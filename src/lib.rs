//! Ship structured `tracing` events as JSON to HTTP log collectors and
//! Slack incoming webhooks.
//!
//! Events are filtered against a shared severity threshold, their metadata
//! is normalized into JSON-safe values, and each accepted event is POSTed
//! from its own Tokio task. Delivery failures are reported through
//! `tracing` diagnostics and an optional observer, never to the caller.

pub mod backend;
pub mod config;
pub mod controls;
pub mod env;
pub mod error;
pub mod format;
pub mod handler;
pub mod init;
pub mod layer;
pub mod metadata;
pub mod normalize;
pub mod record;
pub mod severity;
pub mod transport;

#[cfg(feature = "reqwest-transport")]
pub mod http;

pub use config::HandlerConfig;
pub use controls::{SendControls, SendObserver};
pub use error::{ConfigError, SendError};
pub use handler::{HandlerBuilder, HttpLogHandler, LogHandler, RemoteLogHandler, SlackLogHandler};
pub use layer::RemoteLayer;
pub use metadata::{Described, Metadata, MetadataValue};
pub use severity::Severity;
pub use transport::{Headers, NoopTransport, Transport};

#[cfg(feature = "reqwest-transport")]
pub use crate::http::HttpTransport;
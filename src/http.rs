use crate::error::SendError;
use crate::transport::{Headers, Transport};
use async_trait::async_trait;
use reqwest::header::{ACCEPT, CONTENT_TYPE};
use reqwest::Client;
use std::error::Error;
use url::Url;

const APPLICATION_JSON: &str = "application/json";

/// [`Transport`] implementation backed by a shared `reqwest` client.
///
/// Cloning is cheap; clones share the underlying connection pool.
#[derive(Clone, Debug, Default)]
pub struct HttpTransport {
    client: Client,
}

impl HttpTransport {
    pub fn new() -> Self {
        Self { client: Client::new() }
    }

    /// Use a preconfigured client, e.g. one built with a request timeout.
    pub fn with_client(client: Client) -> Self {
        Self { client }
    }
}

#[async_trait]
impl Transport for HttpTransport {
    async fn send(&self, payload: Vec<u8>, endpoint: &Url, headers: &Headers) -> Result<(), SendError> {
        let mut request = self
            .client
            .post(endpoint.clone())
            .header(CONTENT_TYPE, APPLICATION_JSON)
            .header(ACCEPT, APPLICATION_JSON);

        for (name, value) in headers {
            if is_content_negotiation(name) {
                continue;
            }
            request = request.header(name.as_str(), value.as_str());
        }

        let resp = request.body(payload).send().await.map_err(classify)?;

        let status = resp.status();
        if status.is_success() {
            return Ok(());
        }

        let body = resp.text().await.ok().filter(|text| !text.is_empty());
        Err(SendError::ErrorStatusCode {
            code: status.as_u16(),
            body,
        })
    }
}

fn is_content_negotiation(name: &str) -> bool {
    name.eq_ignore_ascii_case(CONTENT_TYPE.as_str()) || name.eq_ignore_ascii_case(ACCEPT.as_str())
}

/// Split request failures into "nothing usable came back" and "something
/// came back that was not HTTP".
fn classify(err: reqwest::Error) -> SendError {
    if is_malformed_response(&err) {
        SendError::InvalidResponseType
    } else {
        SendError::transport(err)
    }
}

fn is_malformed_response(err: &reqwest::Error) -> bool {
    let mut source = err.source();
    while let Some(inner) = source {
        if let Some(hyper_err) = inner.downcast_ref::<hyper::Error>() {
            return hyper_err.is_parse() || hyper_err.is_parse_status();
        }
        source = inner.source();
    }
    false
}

--------

> _Instructions for the task_
Check each line of the listing for the word "HttpTransport". Report how many lines have it, and nothing more.

> _Answer to this task_
4